ABA Journal > Is the integrative law of movement the next ‘huge wave’ for the legal profession?

Posted on July 31, 2013


From Holler Schwartz Temple:

Most lawyers wouldn’t associate estate planning or divorce mediation with tenderness and devotion, but Mason says “helping clients express love for the people who matter most in their lives” is the principle that guides his Santa Barbara, Calif., practice at the Mason Law Group.

Mason is a practitioner of the burgeoning integrative law movement, which views law as a healing profession. He believes that lawyers who adopt the integrative law philosophy enjoy an additional benefit: improved work-life balance.

“There’s a great quote about when someone has passion for the work they do: You can’t tell the difference between whether they’re at work or at play,” says Mason, 51, who meditates daily and went to law school in hopes of becoming a mediator. “That’s what it’s like for me. The passion I have for my work is the fulfillment of who I consider myself to be.”

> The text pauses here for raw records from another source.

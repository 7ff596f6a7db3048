//! Unified error handling with Sentry integration.
//!
//! Provides a unified `AppError` type that captures errors to Sentry before
//! responding to the client. All route handlers should return `Result<T, AppError>`.
//! Every error body is `{"message": "..."}`.

use axum::{
    Json,
    http::StatusCode,
    response::{IntoResponse, Response},
};
use fashion_store_core::wire::ErrorBody;
use thiserror::Error;

use crate::db::RepositoryError;
use crate::services::CartServiceError;
use crate::services::auth::AuthError;

const INTERNAL_MESSAGE: &str = "Internal server error";

/// Application-level error type for the storefront.
#[derive(Debug, Error)]
pub enum AppError {
    /// Database operation failed.
    #[error("Database error: {0}")]
    Database(#[from] RepositoryError),

    /// Authentication operation failed.
    #[error("Auth error: {0}")]
    Auth(#[from] AuthError),

    /// Cart, wishlist or checkout operation failed.
    #[error("Cart error: {0}")]
    Cart(#[from] CartServiceError),

    /// Resource not found.
    #[error("Not found: {0}")]
    NotFound(String),

    /// User is not authenticated.
    #[error("Unauthorized: {0}")]
    Unauthorized(String),

    /// User is authenticated but lacks the required role.
    #[error("Forbidden: {0}")]
    Forbidden(String),

    /// Bad request from client.
    #[error("Bad request: {0}")]
    BadRequest(String),

    /// Internal server error.
    #[error("Internal error: {0}")]
    Internal(String),
}

impl AppError {
    fn status(&self) -> StatusCode {
        match self {
            Self::Database(err) | Self::Cart(CartServiceError::Repository(err)) => repository_status(err),
            Self::Auth(err) => match err {
                AuthError::InvalidCredentials | AuthError::InvalidToken => StatusCode::UNAUTHORIZED,
                AuthError::UserAlreadyExists => StatusCode::CONFLICT,
                AuthError::WeakPassword(_)
                | AuthError::InvalidEmail(_)
                | AuthError::MissingName
                | AuthError::InvalidProfile(_) => StatusCode::BAD_REQUEST,
                AuthError::Repository(_) | AuthError::PasswordHash => StatusCode::INTERNAL_SERVER_ERROR,
            },
            Self::Cart(err) => match err {
                CartServiceError::ProductNotFound(_) | CartServiceError::LineNotFound(_) => {
                    StatusCode::NOT_FOUND
                }
                CartServiceError::Invalid(_) | CartServiceError::EmptyCart => StatusCode::BAD_REQUEST,
                CartServiceError::AlreadyInWishlist(_) | CartServiceError::Contention => {
                    StatusCode::CONFLICT
                }
                CartServiceError::Repository(err) => repository_status(err),
            },
            Self::NotFound(_) => StatusCode::NOT_FOUND,
            Self::Unauthorized(_) => StatusCode::UNAUTHORIZED,
            Self::Forbidden(_) => StatusCode::FORBIDDEN,
            Self::BadRequest(_) => StatusCode::BAD_REQUEST,
            Self::Internal(_) => StatusCode::INTERNAL_SERVER_ERROR,
        }
    }

    /// What the client is told. Internal details never leave the server.
    fn public_message(&self) -> String {
        match self {
            Self::Database(err) | Self::Cart(CartServiceError::Repository(err)) => match err {
                RepositoryError::NotFound => "Not found".to_string(),
                RepositoryError::Conflict(msg) => msg.clone(),
                RepositoryError::Database(_) | RepositoryError::DataCorruption(_) => {
                    INTERNAL_MESSAGE.to_string()
                }
            },
            Self::Auth(err) => match err {
                AuthError::InvalidCredentials => "Invalid email or password".to_string(),
                AuthError::InvalidToken => "Not authorized, token invalid or expired".to_string(),
                AuthError::UserAlreadyExists => "An account with this email already exists".to_string(),
                AuthError::WeakPassword(msg) => msg.clone(),
                AuthError::InvalidEmail(_) => "Invalid email address".to_string(),
                AuthError::MissingName => "Name is required".to_string(),
                AuthError::InvalidProfile(err) => err.to_string(),
                AuthError::Repository(_) | AuthError::PasswordHash => INTERNAL_MESSAGE.to_string(),
            },
            Self::Cart(err) => err.to_string(),
            Self::NotFound(msg) | Self::Unauthorized(msg) | Self::Forbidden(msg) | Self::BadRequest(msg) => {
                msg.clone()
            }
            Self::Internal(_) => INTERNAL_MESSAGE.to_string(),
        }
    }
}

const fn repository_status(err: &RepositoryError) -> StatusCode {
    match err {
        RepositoryError::NotFound => StatusCode::NOT_FOUND,
        RepositoryError::Conflict(_) => StatusCode::CONFLICT,
        RepositoryError::Database(_) | RepositoryError::DataCorruption(_) => {
            StatusCode::INTERNAL_SERVER_ERROR
        }
    }
}

impl IntoResponse for AppError {
    fn into_response(self) -> Response {
        let status = self.status();

        // Capture server errors to Sentry
        if status.is_server_error() {
            let event_id = sentry::capture_error(&self);
            tracing::error!(
                error = %self,
                sentry_event_id = %event_id,
                "Request error"
            );
        }

        let body = ErrorBody {
            message: self.public_message(),
        };
        (status, Json(body)).into_response()
    }
}

/// Result type alias for `AppError`.
pub type Result<T> = std::result::Result<T, AppError>;

/// Set the Sentry user context for the authenticated request.
pub fn set_sentry_user(user_id: &impl ToString, email: Option<&str>) {
    sentry::configure_scope(|scope| {
        scope.set_user(Some(sentry::User {
            id: Some(user_id.to_string()),
            email: email.map(String::from),
            ..Default::default()
        }));
    });
}

#[cfg(test)]
#[allow(clippy::unwrap_used)]
mod tests {
    use super::*;
    use axum::body::to_bytes;
    use fashion_store_core::{LineId, ProductId};

    fn get_status(err: AppError) -> StatusCode {
        err.into_response().status()
    }

    async fn get_message(err: AppError) -> String {
        let body = to_bytes(err.into_response().into_body(), usize::MAX).await.unwrap();
        serde_json::from_slice::<ErrorBody>(&body).unwrap().message
    }

    #[test]
    fn test_app_error_display() {
        let err = AppError::NotFound("product 123".to_string());
        assert_eq!(err.to_string(), "Not found: product 123");

        let err = AppError::BadRequest("invalid input".to_string());
        assert_eq!(err.to_string(), "Bad request: invalid input");
    }

    #[test]
    fn test_app_error_status_codes() {
        assert_eq!(get_status(AppError::NotFound("test".to_string())), StatusCode::NOT_FOUND);
        assert_eq!(get_status(AppError::Unauthorized("test".to_string())), StatusCode::UNAUTHORIZED);
        assert_eq!(get_status(AppError::Forbidden("test".to_string())), StatusCode::FORBIDDEN);
        assert_eq!(get_status(AppError::BadRequest("test".to_string())), StatusCode::BAD_REQUEST);
        assert_eq!(
            get_status(AppError::Internal("test".to_string())),
            StatusCode::INTERNAL_SERVER_ERROR
        );
    }

    #[test]
    fn test_service_error_status_codes() {
        assert_eq!(get_status(AuthError::InvalidToken.into()), StatusCode::UNAUTHORIZED);
        assert_eq!(get_status(AuthError::UserAlreadyExists.into()), StatusCode::CONFLICT);
        assert_eq!(
            get_status(AuthError::InvalidProfile(fashion_store_core::ProfileError::BlankName).into()),
            StatusCode::BAD_REQUEST
        );
        assert_eq!(
            get_status(AuthError::WeakPassword("too short".to_string()).into()),
            StatusCode::BAD_REQUEST
        );
        assert_eq!(
            get_status(CartServiceError::LineNotFound(LineId::generate()).into()),
            StatusCode::NOT_FOUND
        );
        assert_eq!(
            get_status(CartServiceError::AlreadyInWishlist(ProductId::new(1)).into()),
            StatusCode::CONFLICT
        );
        assert_eq!(get_status(CartServiceError::EmptyCart.into()), StatusCode::BAD_REQUEST);
        assert_eq!(get_status(CartServiceError::Contention.into()), StatusCode::CONFLICT);
    }

    #[tokio::test]
    async fn test_duplicate_review_is_conflict() {
        let err = AppError::from(RepositoryError::Conflict("product already reviewed".to_string()));
        assert_eq!(get_status(AppError::from(RepositoryError::Conflict(String::new()))), StatusCode::CONFLICT);
        assert_eq!(get_message(err).await, "product already reviewed");
    }

    #[tokio::test]
    async fn test_final_order_status_is_conflict() {
        let err = AppError::from(RepositoryError::Conflict(
            "order is already delivered and cannot become processing".to_string(),
        ));
        let response = err.into_response();
        assert_eq!(response.status(), StatusCode::CONFLICT);
    }

    #[tokio::test]
    async fn test_forbidden_carries_its_message() {
        assert_eq!(
            get_message(AppError::Forbidden("Not authorized as an admin".to_string())).await,
            "Not authorized as an admin"
        );
    }

    #[tokio::test]
    async fn test_internal_details_are_hidden() {
        let err = AppError::Database(RepositoryError::DataCorruption("users.email".to_string()));
        assert_eq!(get_message(err).await, "Internal server error");

        let err = AppError::Cart(CartServiceError::Repository(RepositoryError::DataCorruption(
            "cart document".to_string(),
        )));
        assert_eq!(get_message(err).await, "Internal server error");
    }

    #[tokio::test]
    async fn test_client_errors_carry_their_message() {
        assert_eq!(get_message(CartServiceError::EmptyCart.into()).await, "cart is empty");
        assert_eq!(
            get_message(AppError::BadRequest("search query is required".to_string())).await,
            "search query is required"
        );
    }
}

Unlike traditional law practice, which is often competitive and aggressive, integrative lawyers are trying to simultaneously make a difference in the world, earn a good living and lead satisfying personal lives. According to Pauline Tesler, director of the Integrative Law Institute, integrative law is the “umbrella term for a variety of vectors that have become more widely known” in the past few years. The movement encompasses some forms of mediation, restorative justice, collaborative practice, and even elements of positive psychology and social neuroscience.

Integrative lawyers focus on out-of-court solutions and the well-being of all players in the legal system—lawyers and clients included. Over the past several years, the movement has gained momentum. And Tesler, who has trained more than 6,000 people in integrative law principles over the past 20 years, is convinced it is the next “huge wave coming to the legal profession.”